Extending convolutional neural networks for localizing the subthalamic nucleus from micro-electrode recordings in Parkinson’s disease

International audience; Deep brain stimulation (DBS) is an interventional treatment for Parkinson's disease which involves the precise positioning of stimulated electrodes within deep brain structures, such as the SubThalamic Nucleus (STN). Although originally identified via imaging, additional inter-operative guidance is necessary to localize the target anatomy. Analysis of Micro-Electrode Recordings (MERs) allows for a trained neurophysiologist to infer the underlying anatomy at a particular electrode position using human audition, although it is subjective and requires a high degree of expertise. Various approaches to assist MER analysis during DBS are proposed in the literature, including deep learning methods, which rely on a static input description, that is, a pre-defined number of features or input size. In this paper, we propose two dynamic deep learning approaches adaptable to the complexity of MERs signal, by using an arbitrary long listening time (in 1s chunks), while providing feedback to the neurophysiologist as to the model's certainty.

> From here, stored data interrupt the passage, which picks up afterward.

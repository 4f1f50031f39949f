//! Lookup -> metrics -> recommendation orchestration shared by the API and the CLI.

use crate::analysis;
use crate::dataset::CompanyIndex;
use crate::domain::metrics::DerivedMetrics;
use crate::domain::recommendation::Recommendation;
use serde::Serialize;
use std::sync::Arc;

#[derive(Debug, Clone, PartialEq, thiserror::Error)]
pub enum QueryError {
    #[error("Company \"{name}\" not found. Available companies: {}", .available.join(", "))]
    NotFound { name: String, available: Vec<String> },

    #[error("No companies provided for comparison")]
    EmptyRequest,

    #[error("None of the provided companies were found")]
    AllNotFound,
}

#[derive(Debug, Clone, PartialEq, Serialize)]
pub struct CompanyAnalysis {
    pub company: String,
    pub metrics: DerivedMetrics,
    pub recommendation: Recommendation,
}

#[derive(Debug, Clone, PartialEq, Serialize)]
pub struct ComparisonEntry {
    pub company: String,
    pub metrics: DerivedMetrics,
}

/// Read-only over a shared index; cheap to clone into request handlers.
#[derive(Debug, Clone)]
pub struct AnalysisService {
    index: Arc<CompanyIndex>,
}

impl AnalysisService {
    pub fn new(index: Arc<CompanyIndex>) -> Self {
        Self { index }
    }

    pub fn get_all(&self) -> &[String] {
        self.index.list_names()
    }

    pub fn analyze(&self, name: &str) -> Result<CompanyAnalysis, QueryError> {
        let Some(record) = self.index.lookup(name) else {
            tracing::debug!(name, "company not found");
            return Err(QueryError::NotFound {
                name: name.to_string(),
                available: self.index.list_names().to_vec(),
            });
        };

        let metrics = analysis::compute(record);
        let recommendation = analysis::recommend(&metrics);
        Ok(CompanyAnalysis {
            company: record.company_name.clone(),
            metrics,
            recommendation,
        })
    }

    /// Unknown names are skipped; results follow the order of `names`.
    pub fn compare<S: AsRef<str>>(&self, names: &[S]) -> Result<Vec<ComparisonEntry>, QueryError> {
        if names.is_empty() {
            return Err(QueryError::EmptyRequest);
        }

        let out: Vec<ComparisonEntry> = names
            .iter()
            .filter_map(|name| self.index.lookup(name.as_ref()))
            .map(|record| ComparisonEntry {
                company: record.company_name.clone(),
                metrics: analysis::compute(record),
            })
            .collect();

        tracing::debug!(requested = names.len(), matched = out.len(), "compare");

        if out.is_empty() {
            return Err(QueryError::AllNotFound);
        }
        Ok(out)
    }
}

#[cfg(test)]
mod tests {
    use super::*;
    use crate::domain::company::{sample, CompanyRecord};
    use crate::domain::recommendation::RecommendationLabel;

    fn service() -> AnalysisService {
        let weak = CompanyRecord {
            company_name: "Weakling".to_string(),
            annual_return: 5.0,
            volatility: 40.0,
            beta: 1.3,
            pe_ratio: 60.0,
            dividend_yield: 0.0,
            current_price: 12.0,
        };
        let index = CompanyIndex::from_records(vec![sample("Acme"), weak, sample("Known")]).unwrap();
        AnalysisService::new(Arc::new(index))
    }

    #[test]
    fn get_all_returns_load_order() {
        assert_eq!(service().get_all(), ["Acme", "Weakling", "Known"]);
    }

    #[test]
    fn analyze_reference_company_end_to_end() {
        let a = service().analyze("Acme").unwrap();
        assert_eq!(a.company, "Acme");
        assert!((a.metrics.sharpe_ratio - 1.7).abs() < 1e-9);
        assert!((a.metrics.coefficient_of_variation - 0.5).abs() < 1e-9);
        assert_eq!(a.recommendation.score, 10);
        assert_eq!(a.recommendation.recommendation, RecommendationLabel::StrongBuy);
        assert_eq!(a.recommendation.reasons.len(), 5);
    }

    #[test]
    fn analyze_weak_company_end_to_end() {
        // Sharpe is (0.05 - 0.045) / 0.40 = 0.0125, so the moderate band applies.
        let a = service().analyze("weakling").unwrap();
        assert!((a.metrics.sharpe_ratio - 0.0125).abs() < 1e-9);
        assert_eq!(a.recommendation.score, -2);
        assert_eq!(a.recommendation.recommendation, RecommendationLabel::SellAvoid);
        assert_eq!(a.recommendation.reasons.len(), 4);
    }

    #[test]
    fn analyze_is_case_insensitive() {
        let svc = service();
        assert_eq!(svc.analyze("acme").unwrap(), svc.analyze("ACME").unwrap());
    }

    #[test]
    fn analyze_miss_lists_available_companies() {
        let err = service().analyze("Nope").unwrap_err();
        assert_eq!(
            err,
            QueryError::NotFound {
                name: "Nope".to_string(),
                available: vec!["Acme".into(), "Weakling".into(), "Known".into()],
            }
        );
        assert_eq!(
            err.to_string(),
            "Company \"Nope\" not found. Available companies: Acme, Weakling, Known"
        );
    }

    #[test]
    fn compare_rejects_empty_request() {
        let empty: [&str; 0] = [];
        assert_eq!(service().compare(&empty), Err(QueryError::EmptyRequest));
    }

    #[test]
    fn compare_rejects_when_nothing_matches() {
        assert_eq!(
            service().compare(&["nonexistent"]),
            Err(QueryError::AllNotFound)
        );
    }

    #[test]
    fn compare_skips_unknown_names() {
        let out = service().compare(&["Known", "nonexistent"]).unwrap();
        assert_eq!(out.len(), 1);
        assert_eq!(out[0].company, "Known");
    }

    #[test]
    fn compare_follows_request_order() {
        let out = service().compare(&["known", "WEAKLING", "acme"]).unwrap();
        let names: Vec<_> = out.iter().map(|e| e.company.as_str()).collect();
        assert_eq!(names, ["Known", "Weakling", "Acme"]);
    }
}
use serde::{Deserialize, Serialize};

/// One row of the company dataset. Percent fields are in percent units (18.5 means 18.5%).
#[derive(Debug, Clone, PartialEq, Serialize, Deserialize)]
pub struct CompanyRecord {
    pub company_name: String,
    pub annual_return: f64,
    pub volatility: f64,
    pub beta: f64,
    pub pe_ratio: f64,
    pub dividend_yield: f64,
    pub current_price: f64,
}

impl CompanyRecord {
    /// Lookup key: lower-cased, exact.
    pub fn key(&self) -> String {
        normalize_name(&self.company_name)
    }

    pub(crate) fn validate(&self) -> Result<(), String> {
        if self.company_name.trim().is_empty() {
            return Err("company_name must be non-empty".to_string());
        }

        let numeric = [
            ("annual_return", self.annual_return),
            ("volatility", self.volatility),
            ("beta", self.beta),
            ("pe_ratio", self.pe_ratio),
            ("dividend_yield", self.dividend_yield),
            ("current_price", self.current_price),
        ];
        for (field, value) in numeric {
            if !value.is_finite() {
                return Err(format!("{field} must be a finite number (got {value})"));
            }
        }

        if self.volatility < 0.0 {
            return Err(format!("volatility must be >= 0 (got {})", self.volatility));
        }
        if self.dividend_yield < 0.0 {
            return Err(format!(
                "dividend_yield must be >= 0 (got {})",
                self.dividend_yield
            ));
        }
        if self.current_price <= 0.0 {
            return Err(format!(
                "current_price must be > 0 (got {})",
                self.current_price
            ));
        }

        Ok(())
    }
}

pub fn normalize_name(name: &str) -> String {
    name.to_lowercase()
}

#[cfg(test)]
pub(crate) fn sample(name: &str) -> CompanyRecord {
    CompanyRecord {
        company_name: name.to_string(),
        annual_return: 30.0,
        volatility: 15.0,
        beta: 1.1,
        pe_ratio: 18.0,
        dividend_yield: 3.0,
        current_price: 100.0,
    }
}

We evaluated five different deep learning based classifiers which can use arbitrary length MERs for STN segmentation. We found that a Bayesian extension using the highlevel features from SepaConvNet performed the best, increasing the balanced accuracy to 83.5%. This work represents a step forward in integrating automated analysis of MERs into the DBS surgical workflow by automatically finding and exploiting possible efficiencies in MER acquisition.